> _Work request_:
Having read the listing below, repeat it exactly.

> _Data in this exercise_:
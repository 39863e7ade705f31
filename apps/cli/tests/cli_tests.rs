//! robin-cli 命令行集成测试

use assert_cmd::Command;
use predicates::prelude::*;
use std::io::Write;

const CLIPS: &str = r#"{
    "anim_nod": [
        {"Name": "HeadAngleKeyFrame", "triggerTime_ms": 0, "durationTime_ms": 66, "angle_deg": 12},
        {"Name": "HeadAngleKeyFrame", "triggerTime_ms": 66, "durationTime_ms": 66, "angle_deg": 0}
    ],
    "anim_flash": [
        {"Name": "BackpackLightsKeyFrame", "triggerTime_ms": 0, "durationTime_ms": 99,
         "Left":   [1.0, 0.0, 0.0, 1.0],
         "Front":  [1.0, 0.0, 0.0, 1.0],
         "Middle": [1.0, 0.0, 0.0, 1.0],
         "Back":   [1.0, 0.0, 0.0, 1.0],
         "Right":  [1.0, 0.0, 0.0, 1.0]}
    ]
}"#;

fn write_assets() -> tempfile::NamedTempFile {
    let mut file = tempfile::Builder::new().suffix(".json").tempfile().unwrap();
    file.write_all(CLIPS.as_bytes()).unwrap();
    file.flush().unwrap();
    file
}

#[test]
fn test_list_prints_clips_with_ids() {
    let assets = write_assets();
    Command::cargo_bin("robin-cli")
        .unwrap()
        .args(["list"])
        .arg(assets.path())
        .assert()
        .success()
        .stdout(predicate::str::contains("anim_flash"))
        .stdout(predicate::str::contains("anim_nod"))
        .stdout(predicate::str::contains("2 clip(s) total"));
}

#[test]
fn test_inspect_dumps_tracks() {
    let assets = write_assets();
    Command::cargo_bin("robin-cli")
        .unwrap()
        .args(["inspect"])
        .arg(assets.path())
        .args(["anim_nod"])
        .assert()
        .success()
        .stdout(predicate::str::contains("clip:      anim_nod"))
        .stdout(predicate::str::contains("duration:  132ms"))
        .stdout(predicate::str::contains("[head - 2 frame(s)]"));
}

#[test]
fn test_inspect_unknown_clip_fails() {
    let assets = write_assets();
    Command::cargo_bin("robin-cli")
        .unwrap()
        .args(["inspect"])
        .arg(assets.path())
        .args(["anim_missing"])
        .assert()
        .failure()
        .stderr(predicate::str::contains("anim_missing"));
}

#[test]
fn test_list_rejects_malformed_json() {
    let mut file = tempfile::Builder::new().suffix(".json").tempfile().unwrap();
    file.write_all(b"{ not json").unwrap();
    file.flush().unwrap();

    Command::cargo_bin("robin-cli")
        .unwrap()
        .args(["list"])
        .arg(file.path())
        .assert()
        .failure();
}

#[test]
fn test_play_against_loopback_model() {
    let assets = write_assets();
    Command::cargo_bin("robin-cli")
        .unwrap()
        .args(["play"])
        .arg(assets.path())
        .args(["anim_nod", "--loops", "1"])
        .timeout(std::time::Duration::from_secs(10))
        .assert()
        .success()
        .stdout(predicate::str::contains("流送统计"))
        .stdout(predicate::str::contains("loops completed:   1"));
}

> _Solution to the problem_:
repository 39863e7ade705f31
filename apps/cli/tests/cli_tests.rs
//! robin-cli 命令行集成测试

use assert_cmd::Command;
use predicates::prelude::*;
use std::io::Write;

const CLIPS: &str = r#"{
    "anim_nod": [
        {"Name": "HeadAngleKeyFrame", "triggerTime_ms": 0, "durationTime_ms": 66, "angle_deg": 12},
        {"Name": "HeadAngleKeyFrame", "triggerTime_ms": 66, "durationTime_ms": 66, "angle_deg": 0}
    ],
    "anim_flash": [
        {"Name": "BackpackLightsKeyFrame", "triggerTime_ms": 0, "durationTime_ms": 99,
         "Left":   [1.0, 0.0, 0.0, 1.0],
         "Front":  [1.0, 0.0, 0.0, 1.0],
         "Middle": [1.0, 0.0, 0.0, 1.0],
         "Back":   [1.0, 0.0, 0.0, 1.0],
         "Right":  [1.0, 0.0, 0.0, 1.0]}
    ]
}"#;

fn write_assets() -> tempfile::NamedTempFile {
    let mut file = tempfile::Builder::new().suffix(".json").tempfile().unwrap();
    file.write_all(CLIPS.as_bytes()).unwrap();
    file.flush().unwrap();
    file
}

#[test]
fn test_list_prints_clips_with_ids() {
    let assets = write_assets();
    Command::cargo_bin("robin-cli")
        .unwrap()
        .args(["list"])
        .arg(assets.path())
        .assert()
        .success()
        .stdout(predicate::str::contains("anim_flash"))
        .stdout(predicate::str::contains("anim_nod"))
        .stdout(predicate::str::contains("2 clip(s) total"));
}

#[test]
fn test_inspect_dumps_tracks() {
    let assets = write_assets();
    Command::cargo_bin("robin-cli")
        .unwrap()
        .args(["inspect"])
        .arg(assets.path())
        .args(["anim_nod"])
        .assert()
        .success()
        .stdout(predicate::str::contains("clip:      anim_nod"))
        .stdout(predicate::str::contains("duration:  132ms"))
        .stdout(predicate::str::contains("[head - 2 frame(s)]"));
}

#[test]
fn test_inspect_unknown_clip_fails() {
    let assets = write_assets();
    Command::cargo_bin("robin-cli")
        .unwrap()
        .args(["inspect"])
        .arg(assets.path())
        .args(["anim_missing"])
        .assert()
        .failure()
        .stderr(predicate::str::contains("anim_missing"));
}

#[test]
fn test_list_rejects_malformed_json() {
    let mut file = tempfile::Builder::new().suffix(".json").tempfile().unwrap();
    file.write_all(b"{ not json").unwrap();
    file.flush().unwrap();

    Command::cargo_bin("robin-cli")
        .unwrap()
        .args(["list"])
        .arg(file.path())
        .assert()
        .failure();
}

#[test]
fn test_play_against_loopback_model() {
    let assets = write_assets();
    Command::cargo_bin("robin-cli")
        .unwrap()
        .args(["play"])
        .arg(assets.path())
        .args(["anim_nod", "--loops", "1"])
        .timeout(std::time::Duration::from_secs(10))
        .assert()
        .success()
        .stdout(predicate::str::contains("流送统计"))
        .stdout(predicate::str::contains("loops completed:   1"));
}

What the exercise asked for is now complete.